The plaintiff in this case proved indisputably, I think, that she is not repulsive in appearance; is accustomed to dress well and even handsomely; behaves in a lady-like manner, and that on this occasion her conduct was unexceptionable. The defendant offered some proof of isolated occasions which might impeach her of unlady-like behavior, but the proof was *61clearly inadequate to fasten upon her the imputation contained in the plea that-she was “addicted to lascivious and profane conversation and immodest deportment in public places.” The conductor, it is said, swore that she was talking through the window to two “low-down men,” and when he ordered her out she said, “I’ll be derned if I do;” and it is urged that she did not contradict this in her proof. The court does not remember whether she specifically contradicted the conductor or not, but the proof was all submitted to the jury, the-witnesses were before them, and they were the judges of the facts. She proved that at weddings, parties, pic-nics, and all manner of social gatherings, among the most refined and elegant women of Corinth, she was employed to serve refreshments and wait upon the “virtuous ladies, wives, mothers, and daughters, and their husbands and fathers,” and to nurse them in sickness. If this be so (and there is not the least doubt of it) where she and her reputation are best known, it is difficult to see how her presence in a “ladies’ car” could be offensive to entire strangers, or even to those to whom she was known at home. On this occasion she sat in one end of the car alone, two or three other women being in the other end, the remaining passengers being men without female companions, among them the governor of the state, who testified to her good behavior then and at all other times in public.
On proof like this I do not see how the jury could have found otherwise than a wrongful exclusion, except upon the theory already discussed that the mere presence of an unchaste or “kept woman,” as she was called by certain witnesses and some of the counsel, is a sufficient justification for exclusion from this particular car in which otherwise she was entitled to ride, and an obligation on her to ride in another car, assigned not to women of her class particularly, but which was offensive to her because smoking was allowed in it, and because it was crowded with passengers traveling at lower rates than she paid, and that, too, while she had, according to contract, the right to as pure air and as good accommodations as other women traveling on a first-class ticket.
*62The most careful consideration of the case fails to procure the assent of my judgment to such a doctrine, not only for the reason already stated, but for another mentioned in the charge to the jury, that such a regulation would practically place the character of every woman, virtuous or not, for trial before every railroad conductor, and the reputation of her private life might be at any time called in question by him.
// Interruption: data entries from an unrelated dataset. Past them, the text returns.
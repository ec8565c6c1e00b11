//! Domain layer for the tagbox engine.
//!
//! This module contains the core domain types for the picker, independent of any
//! host, rendering, or storage concern. It follows domain-driven design
//! principles by keeping the data model isolated from external dependencies.
//!
//! # Organization
//!
//! - [`error`]: Error types and result aliases
//! - [`item`]: The chosen-value model
//! - [`choice`]: Selectable entries, groups, and host seed records
//!
//! # Examples
//!
//! ```
//! use tagbox::domain::{Item, Result};
//!
//! fn create_item() -> Result<Item> {
//!     Ok(Item::new(1, "red".to_string(), "Red".to_string(), None))
//! }
//! ```

pub mod choice;
pub mod error;
pub mod item;

pub use choice::{Choice, ChoiceGroup, SourceChoice, SourceGroup};
pub use error::{PickerError, Result};
pub use item::Item;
The argument that the conductor and railroad company act at their peril, and are liable in damages for mistakes in judgment, does not remove this difficulty. It is inadequate redress for such a wrong as that of saying to a virtuous woman that she must ride in another car because not believed to be chaste enough to ride in the “ladies’ car, ” set apart for virtuous ladies'. It is an unreasonable regulation, and finds not a single case to justify it, that a conductor shall undertake to classify his passengers according to their moral character or want of it, when their manner, dress, and habits of conduct are not offensive.
Another objection to the charge is that the court took away from the jury this question of reasonable regulation, and did not follow the ruling on the demurrer, 4 Fed. Rep. 37. But neither that ruling nor the authorities on which it is based warrant the assumption that the jury are to be the sole judges of the question of reasonableness. They are, as in all mixed questions of law and fact, to apply the facts of the particular case to the principles of law laid down by the court. I charged substantially in the manner indicated in Commonwealth v.Powers, 7 Met. 603, and did not in the least encroach upon the duties of the jury. 'It will be found upon a critical examination that the only reason the court cannot, as a matter of law, determine the question whether the regulation is reasonable, is because.the plea does not in sufficient detail display the facts which must control the judgment of the court. Given undisputed facts, and the question of reasonableness is one of pure'law.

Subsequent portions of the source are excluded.